===== Available data =====

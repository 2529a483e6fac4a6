//! JWT issuance/validation (C auth, spec §4.9 "JWT signing treated as an
//! opaque primitive").
//!
//! Split access/refresh secrets generalize the teacher's single-secret
//! `JwtHandler` — access tokens are short-lived and carry roles for fast
//! authorization, refresh tokens are long-lived and narrowly scoped to
//! the `/api/auth/refresh` endpoint via `TokenType`.

use std::collections::HashSet;

use anyhow::{Context, Result};
use chrono::Utc;
use jsonwebtoken::{decode, encode, DecodingKey, EncodingKey, Header, Validation};

use crate::auth::models::{Claims, TokenType};
use crate::domain::user::{Role, User};

const ACCESS_TOKEN_MINUTES: i64 = 60;
const REFRESH_TOKEN_DAYS: i64 = 30;

pub struct JwtHandler {
    access_secret: String,
    refresh_secret: String,
}

impl JwtHandler {
    pub fn new(access_secret: String, refresh_secret: String) -> Self {
        Self { access_secret, refresh_secret }
    }

    fn mint(&self, user_id: &str, roles: HashSet<Role>, token_type: TokenType, minutes: i64) -> Result<(String, usize)> {
        let exp = Utc::now()
            .checked_add_signed(chrono::Duration::minutes(minutes))
            .context("invalid timestamp")?
            .timestamp() as usize;
        let claims = Claims { sub: user_id.to_string(), roles, token_type, exp };
        let secret = match token_type {
            TokenType::Access => &self.access_secret,
            TokenType::Refresh => &self.refresh_secret,
        };
        let token = encode(&Header::default(), &claims, &EncodingKey::from_secret(secret.as_bytes()))
            .context("failed to sign token")?;
        Ok((token, (minutes * 60) as usize))
    }

    pub fn generate_access_token(&self, user: &User) -> Result<(String, usize)> {
        self.mint(&user.id.to_string(), user.roles.clone(), TokenType::Access, ACCESS_TOKEN_MINUTES)
    }

    pub fn generate_refresh_token(&self, user: &User) -> Result<(String, usize)> {
        self.mint(&user.id.to_string(), user.roles.clone(), TokenType::Refresh, REFRESH_TOKEN_DAYS * 24 * 60)
    }

    pub fn validate_access_token(&self, token: &str) -> Result<Claims> {
        let decoded = decode::<Claims>(
            token,
            &DecodingKey::from_secret(self.access_secret.as_bytes()),
            &Validation::default(),
        )
        .context("invalid or expired access token")?;
        if decoded.claims.token_type != TokenType::Access {
            anyhow::bail!("wrong token type");
        }
        Ok(decoded.claims)
    }

    pub fn validate_refresh_token(&self, token: &str) -> Result<Claims> {
        let decoded = decode::<Claims>(
            token,
            &DecodingKey::from_secret(self.refresh_secret.as_bytes()),
            &Validation::default(),
        )
        .context("invalid or expired refresh token")?;
        if decoded.claims.token_type != TokenType::Refresh {
            anyhow::bail!("wrong token type");
        }
        Ok(decoded.claims)
    }
}

#[cfg(test)]
mod tests {
    use super::*;
    use crate::domain::user::{KycStatus, PaymentInstruments, UserStatus};
    use chrono::Utc;
    use uuid::Uuid;

    fn test_user() -> User {
        let now = Utc::now();
        User {
            id: Uuid::new_v4(),
            role: Role::Buyer,
            roles: [Role::Buyer].into_iter().collect(),
            status: UserStatus::Active,
            mobile: "9998887776".into(),
            username: None,
            password_hash: "hash".into(),
            name: None,
            mediator_code: None,
            parent_code: None,
            brand_code: None,
            connected_agencies: Default::default(),
            kyc: KycStatus::default(),
            payment_instruments: PaymentInstruments::default(),
            failed_login_attempts: 0,
            lockout_until: None,
            deleted_at: None,
            created_at: now,
            updated_at: now,
        }
    }

    #[test]
    fn access_and_refresh_tokens_round_trip() {
        let handler = JwtHandler::new("access-secret".into(), "refresh-secret".into());
        let user = test_user();

        let (access, _) = handler.generate_access_token(&user).unwrap();
        let claims = handler.validate_access_token(&access).unwrap();
        assert_eq!(claims.user_id().unwrap(), user.id);

        let (refresh, _) = handler.generate_refresh_token(&user).unwrap();
        let claims = handler.validate_refresh_token(&refresh).unwrap();
        assert_eq!(claims.user_id().unwrap(), user.id);
    }

    #[test]
    fn access_token_rejected_by_refresh_validation() {
        let handler = JwtHandler::new("access-secret".into(), "refresh-secret".into());
        let user = test_user();
        let (access, _) = handler.generate_access_token(&user).unwrap();
        assert!(handler.validate_refresh_token(&access).is_err());
    }
}
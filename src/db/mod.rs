//! Relational store wiring (spec §4.1 C1).
//!
//! The teacher opens a fresh `rusqlite::Connection` per call
//! (`UserStore::new`/`get_user_by_username`/...). That serializes nothing
//! across connections and doesn't compose into multi-entity transactions.
//! Here a single bundled-SQLite database is shared via an `r2d2` pool so
//! concurrent request handlers each get their own connection, and
//! multi-entity operations (spec §5 "transactional discipline") borrow one
//! connection for the whole unit of work.

pub mod campaign_repo;
pub mod invite_repo;
pub mod order_repo;
pub mod schema;
pub mod user_repo;
pub mod wallet_repo;

use r2d2::CustomizeConnection;
use r2d2_sqlite::SqliteConnectionManager;
use rusqlite::Connection;

pub type Pool = r2d2::Pool<SqliteConnectionManager>;
pub type PooledConn = r2d2::PooledConnection<SqliteConnectionManager>;

#[derive(Debug)]
struct Pragmas;

impl CustomizeConnection<Connection, rusqlite::Error> for Pragmas {
    fn on_acquire(&self, conn: &mut Connection) -> Result<(), rusqlite::Error> {
        conn.execute_batch(
            "PRAGMA journal_mode = WAL; PRAGMA foreign_keys = ON; PRAGMA busy_timeout = 5000;",
        )
    }
}

pub fn new_pool(database_path: &str) -> anyhow::Result<Pool> {
    let manager = SqliteConnectionManager::file(database_path);
    let pool = r2d2::Pool::builder()
        .connection_customizer(Box::new(Pragmas))
        .build(manager)?;

    {
        let conn = pool.get()?;
        schema::init_schema(&conn)?;
    }

    Ok(pool)
}

#[cfg(test)]
pub fn new_test_pool() -> Pool {
    let manager = SqliteConnectionManager::memory();
    let pool = r2d2::Pool::builder()
        .max_size(1)
        .connection_customizer(Box::new(Pragmas))
        .build(manager)
        .expect("build in-memory pool");
    let conn = pool.get().expect("get conn");
    schema::init_schema(&conn).expect("init schema");
    pool
}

=====

Activity: The full listing must come back exactly as given.

Your response:
repository 2529a483e6fac4a6
//! JWT issuance/validation (C auth, spec §4.9 "JWT signing treated as an
//! opaque primitive").
//!
//! Split access/refresh secrets generalize the teacher's single-secret
//! `JwtHandler` — access tokens are short-lived and carry roles for fast
//! authorization, refresh tokens are long-lived and narrowly scoped to
//! the `/api/auth/refresh` endpoint via `TokenType`.

use std::collections::HashSet;

use anyhow::{Context, Result};
use chrono::Utc;
use jsonwebtoken::{decode, encode, DecodingKey, EncodingKey, Header, Validation};

use crate::auth::models::{Claims, TokenType};
use crate::domain::user::{Role, User};

const ACCESS_TOKEN_MINUTES: i64 = 60;
const REFRESH_TOKEN_DAYS: i64 = 30;

pub struct JwtHandler {
    access_secret: String,
    refresh_secret: String,
}

impl JwtHandler {
    pub fn new(access_secret: String, refresh_secret: String) -> Self {
        Self { access_secret, refresh_secret }
    }

    fn mint(&self, user_id: &str, roles: HashSet<Role>, token_type: TokenType, minutes: i64) -> Result<(String, usize)> {
        let exp = Utc::now()
            .checked_add_signed(chrono::Duration::minutes(minutes))
            .context("invalid timestamp")?
            .timestamp() as usize;
        let claims = Claims { sub: user_id.to_string(), roles, token_type, exp };
        let secret = match token_type {
            TokenType::Access => &self.access_secret,
            TokenType::Refresh => &self.refresh_secret,
        };
        let token = encode(&Header::default(), &claims, &EncodingKey::from_secret(secret.as_bytes()))
            .context("failed to sign token")?;
        Ok((token, (minutes * 60) as usize))
    }

    pub fn generate_access_token(&self, user: &User) -> Result<(String, usize)> {
        self.mint(&user.id.to_string(), user.roles.clone(), TokenType::Access, ACCESS_TOKEN_MINUTES)
    }

    pub fn generate_refresh_token(&self, user: &User) -> Result<(String, usize)> {
        self.mint(&user.id.to_string(), user.roles.clone(), TokenType::Refresh, REFRESH_TOKEN_DAYS * 24 * 60)
    }

    pub fn validate_access_token(&self, token: &str) -> Result<Claims> {
        let decoded = decode::<Claims>(
            token,
            &DecodingKey::from_secret(self.access_secret.as_bytes()),
            &Validation::default(),
        )
        .context("invalid or expired access token")?;
        if decoded.claims.token_type != TokenType::Access {
            anyhow::bail!("wrong token type");
        }
        Ok(decoded.claims)
    }

    pub fn validate_refresh_token(&self, token: &str) -> Result<Claims> {
        let decoded = decode::<Claims>(
            token,
            &DecodingKey::from_secret(self.refresh_secret.as_bytes()),
            &Validation::default(),
        )
        .context("invalid or expired refresh token")?;
        if decoded.claims.token_type != TokenType::Refresh {
            anyhow::bail!("wrong token type");
        }
        Ok(decoded.claims)
    }
}

#[cfg(test)]
mod tests {
    use super::*;
    use crate::domain::user::{KycStatus, PaymentInstruments, UserStatus};
    use chrono::Utc;
    use uuid::Uuid;

    fn test_user() -> User {
        let now = Utc::now();
        User {
            id: Uuid::new_v4(),
            role: Role::Buyer,
            roles: [Role::Buyer].into_iter().collect(),
            status: UserStatus::Active,
            mobile: "9998887776".into(),
            username: None,
            password_hash: "hash".into(),
            name: None,
            mediator_code: None,
            parent_code: None,
            brand_code: None,
            connected_agencies: Default::default(),
            kyc: KycStatus::default(),
            payment_instruments: PaymentInstruments::default(),
            failed_login_attempts: 0,
            lockout_until: None,
            deleted_at: None,
            created_at: now,
            updated_at: now,
        }
    }

    #[test]
    fn access_and_refresh_tokens_round_trip() {
        let handler = JwtHandler::new("access-secret".into(), "refresh-secret".into());
        let user = test_user();

        let (access, _) = handler.generate_access_token(&user).unwrap();
        let claims = handler.validate_access_token(&access).unwrap();
        assert_eq!(claims.user_id().unwrap(), user.id);

        let (refresh, _) = handler.generate_refresh_token(&user).unwrap();
        let claims = handler.validate_refresh_token(&refresh).unwrap();
        assert_eq!(claims.user_id().unwrap(), user.id);
    }

    #[test]
    fn access_token_rejected_by_refresh_validation() {
        let handler = JwtHandler::new("access-secret".into(), "refresh-secret".into());
        let user = test_user();
        let (access, _) = handler.generate_access_token(&user).unwrap();
        assert!(handler.validate_refresh_token(&access).is_err());
    }
}
filename src/db/mod.rs
//! Relational store wiring (spec §4.1 C1).
//!
//! The teacher opens a fresh `rusqlite::Connection` per call
//! (`UserStore::new`/`get_user_by_username`/...). That serializes nothing
//! across connections and doesn't compose into multi-entity transactions.
//! Here a single bundled-SQLite database is shared via an `r2d2` pool so
//! concurrent request handlers each get their own connection, and
//! multi-entity operations (spec §5 "transactional discipline") borrow one
//! connection for the whole unit of work.

pub mod campaign_repo;
pub mod invite_repo;
pub mod order_repo;
pub mod schema;
pub mod user_repo;
pub mod wallet_repo;

use r2d2::CustomizeConnection;
use r2d2_sqlite::SqliteConnectionManager;
use rusqlite::Connection;

pub type Pool = r2d2::Pool<SqliteConnectionManager>;
pub type PooledConn = r2d2::PooledConnection<SqliteConnectionManager>;

#[derive(Debug)]
struct Pragmas;

impl CustomizeConnection<Connection, rusqlite::Error> for Pragmas {
    fn on_acquire(&self, conn: &mut Connection) -> Result<(), rusqlite::Error> {
        conn.execute_batch(
            "PRAGMA journal_mode = WAL; PRAGMA foreign_keys = ON; PRAGMA busy_timeout = 5000;",
        )
    }
}

pub fn new_pool(database_path: &str) -> anyhow::Result<Pool> {
    let manager = SqliteConnectionManager::file(database_path);
    let pool = r2d2::Pool::builder()
        .connection_customizer(Box::new(Pragmas))
        .build(manager)?;

    {
        let conn = pool.get()?;
        schema::init_schema(&conn)?;
    }

    Ok(pool)
}

#[cfg(test)]
pub fn new_test_pool() -> Pool {
    let manager = SqliteConnectionManager::memory();
    let pool = r2d2::Pool::builder()
        .max_size(1)
        .connection_customizer(Box::new(Pragmas))
        .build(manager)
        .expect("build in-memory pool");
    let conn = pool.get().expect("get conn");
    schema::init_schema(&conn).expect("init schema");
    pool
}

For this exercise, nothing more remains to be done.